### Work instruction
Retype, without any change, the first line of the records and every line after it through the one containing "use crate::session::Session;".

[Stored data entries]
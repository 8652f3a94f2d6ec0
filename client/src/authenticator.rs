// Copyright (c) 2025 sbksba
//
// This software is licensed under the terms of the MIT License.
// See the LICENSE file in the project root for the full license text.
//! Outgoing request decoration and the reaction to authentication failures.

use crate::error::{ClientError, Result};
use crate::navigator::{Navigator, is_login_location, login_redirect};
use crate::session::Session;
use reqwest::header::{AUTHORIZATION, HeaderValue};
use reqwest::{Client, Request, Response, Url};
use std::sync::Arc;
use tracing::{debug, info, warn};

/// Attaches the bearer credential to requests bound for the backend, and
/// signs the user out when the backend answers 401.
pub struct RequestAuthenticator {
    base_url: Url,
    session: Session,
    navigator: Arc<dyn Navigator>,
}

impl RequestAuthenticator {
    pub fn new(mut base_url: Url, session: Session, navigator: Arc<dyn Navigator>) -> Self {
        // `/v1` must not match `/v1evil/...`.
        if !base_url.path().ends_with('/') {
            let path = format!("{}/", base_url.path());
            base_url.set_path(&path);
        }
        Self {
            base_url,
            session,
            navigator,
        }
    }

    /// Same origin as the backend, under its base path.
    pub fn targets_backend(&self, url: &Url) -> bool {
        url.origin() == self.base_url.origin() && url.path().starts_with(self.base_url.path())
    }

    pub fn decorate(&self, mut request: Request) -> Request {
        if !self.targets_backend(request.url()) {
            return request;
        }
        let Some(token) = self.session.token() else {
            return request;
        };

        match HeaderValue::from_str(&format!("Bearer {token}")) {
            Ok(mut value) => {
                value.set_sensitive(true);
                request.headers_mut().insert(AUTHORIZATION, value);
            }
            Err(_) => warn!("Stored credential is not a valid header value, sending without it."),
        }
        request
    }

    /// Applies the 401 side effects and hands the error back unchanged.
    ///
    /// The credential is cleared every time; the login redirect is skipped when
    /// the user is already on the login view.
    pub fn handle_failure(&self, error: ClientError) -> ClientError {
        if !error.is_unauthorized() {
            return error;
        }

        if let Err(e) = self.session.clear() {
            warn!("Could not clear the stored credential: {}", e);
        }
        let current = self.navigator.current_location();
        if is_login_location(&current) {
            debug!("Authentication failed while on the login view.");
        } else {
            info!("Authentication failed, redirecting to login from {}.", current);
            self.navigator.navigate(&login_redirect(&current));
        }
        error
    }

    /// Sends `request` through `client`. Non-success responses and transport
    /// failures come back as [`ClientError::Network`]. Nothing is retried.
    pub async fn execute(&self, client: &Client, request: Request) -> Result<Response> {
        let request = self.decorate(request);
        debug!("{} {}", request.method(), request.url());

        let error = match client.execute(request).await {
            Ok(response) if response.status().is_success() => return Ok(response),
            Ok(response) => ClientError::from_response(response).await,
            Err(e) => ClientError::from(e),
        };
        debug!("Request failed: {}", error);
        Err(self.handle_failure(error))
    }
}

#[cfg(test)]
mod tests {
    use super::*;
    use crate::navigator::HistoryNavigator;
    use reqwest::Method;

    fn setup(location: &str) -> (RequestAuthenticator, Session, Arc<HistoryNavigator>) {
        let session = Session::in_memory();
        let navigator = Arc::new(HistoryNavigator::new(location));
        let authenticator = RequestAuthenticator::new(
            Url::parse("https://api.example.com/v1/").unwrap(),
            session.clone(),
            navigator.clone(),
        );
        (authenticator, session, navigator)
    }

    fn get(url: &str) -> Request {
        Request::new(Method::GET, Url::parse(url).unwrap())
    }

    #[test]
    fn test_backend_requests_carry_the_bearer_token() {
        let (authenticator, session, _) = setup("/tasks");
        session.store_token("abc").unwrap();

        let request = authenticator.decorate(get("https://api.example.com/v1/api/tasks"));
        assert_eq!(
            request.headers().get(AUTHORIZATION).unwrap(),
            "Bearer abc"
        );
    }

    #[test]
    fn test_other_hosts_are_never_decorated() {
        let (authenticator, session, _) = setup("/tasks");
        session.store_token("abc").unwrap();

        for url in [
            "https://elsewhere.example.com/v1/api/tasks",
            "http://api.example.com/v1/api/tasks",
            "https://api.example.com:8443/v1/api/tasks",
            "https://api.example.com/other/api/tasks",
        ] {
            let request = authenticator.decorate(get(url));
            assert!(request.headers().get(AUTHORIZATION).is_none(), "{url}");
        }
    }

    #[test]
    fn test_base_path_without_trailing_slash_is_a_directory() {
        let session = Session::in_memory();
        session.store_token("abc").unwrap();
        let authenticator = RequestAuthenticator::new(
            Url::parse("https://api.example.com/v1").unwrap(),
            session,
            Arc::new(HistoryNavigator::new("/tasks")),
        );

        let request = authenticator.decorate(get("https://api.example.com/v1/api/tasks"));
        assert_eq!(request.headers().get(AUTHORIZATION).unwrap(), "Bearer abc");

        let request = authenticator.decorate(get("https://api.example.com/v1evil/api/tasks"));
        assert!(request.headers().get(AUTHORIZATION).is_none());
    }

    #[test]
    fn test_no_header_without_credential() {
        let (authenticator, session, _) = setup("/tasks");
        let request = authenticator.decorate(get("https://api.example.com/v1/api/tasks"));
        assert!(request.headers().get(AUTHORIZATION).is_none());

        session.store_token("   ").unwrap();
        let request = authenticator.decorate(get("https://api.example.com/v1/api/tasks"));
        assert!(request.headers().get(AUTHORIZATION).is_none());
    }

    #[test]
    fn test_unauthorized_clears_session_and_redirects() {
        let (authenticator, session, navigator) = setup("/tasks");
        session.store_token("abc").unwrap();

        let error = authenticator.handle_failure(ClientError::network(401, "Invalid or expired token."));

        assert!(matches!(
            &error,
            ClientError::Network { status_code: 401, message } if message == "Invalid or expired token."
        ));
        assert_eq!(session.token(), None);
        assert_eq!(navigator.current_location(), "/login?returnUrl=/tasks");
    }

    #[test]
    fn test_repeated_unauthorized_is_idempotent() {
        let (authenticator, session, navigator) = setup("/tasks");
        session.store_token("abc").unwrap();

        authenticator.handle_failure(ClientError::network(401, "first"));
        authenticator.handle_failure(ClientError::network(401, "second"));

        assert_eq!(session.token(), None);
        assert_eq!(
            navigator.history(),
            vec!["/tasks".to_string(), "/login?returnUrl=/tasks".to_string()]
        );
    }

    #[test]
    fn test_unauthorized_on_login_view_does_not_navigate() {
        let (authenticator, session, navigator) = setup("/login?returnUrl=/tasks");
        session.store_token("abc").unwrap();

        authenticator.handle_failure(ClientError::network(401, "Invalid email or password."));

        assert_eq!(session.token(), None);
        assert_eq!(navigator.history(), vec!["/login?returnUrl=/tasks".to_string()]);
    }

    #[test]
    fn test_other_errors_pass_through_untouched() {
        let (authenticator, session, navigator) = setup("/tasks");
        session.store_token("abc").unwrap();

        for status in [0, 403, 404, 500] {
            let error = authenticator.handle_failure(ClientError::network(status, "boom"));
            assert!(matches!(error, ClientError::Network { status_code, .. } if status_code == status));
        }
        assert_eq!(session.token().as_deref(), Some("abc"));
        assert_eq!(navigator.history(), vec!["/tasks".to_string()]);
    }
}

### Written answer
repository 8652f3a94f2d6ec0
filename client/src/authenticator.rs
// Copyright (c) 2025 sbksba
//
// This software is licensed under the terms of the MIT License.
// See the LICENSE file in the project root for the full license text.
//! Outgoing request decoration and the reaction to authentication failures.

use crate::error::{ClientError, Result};
use crate::navigator::{Navigator, is_login_location, login_redirect};
use crate::session::Session;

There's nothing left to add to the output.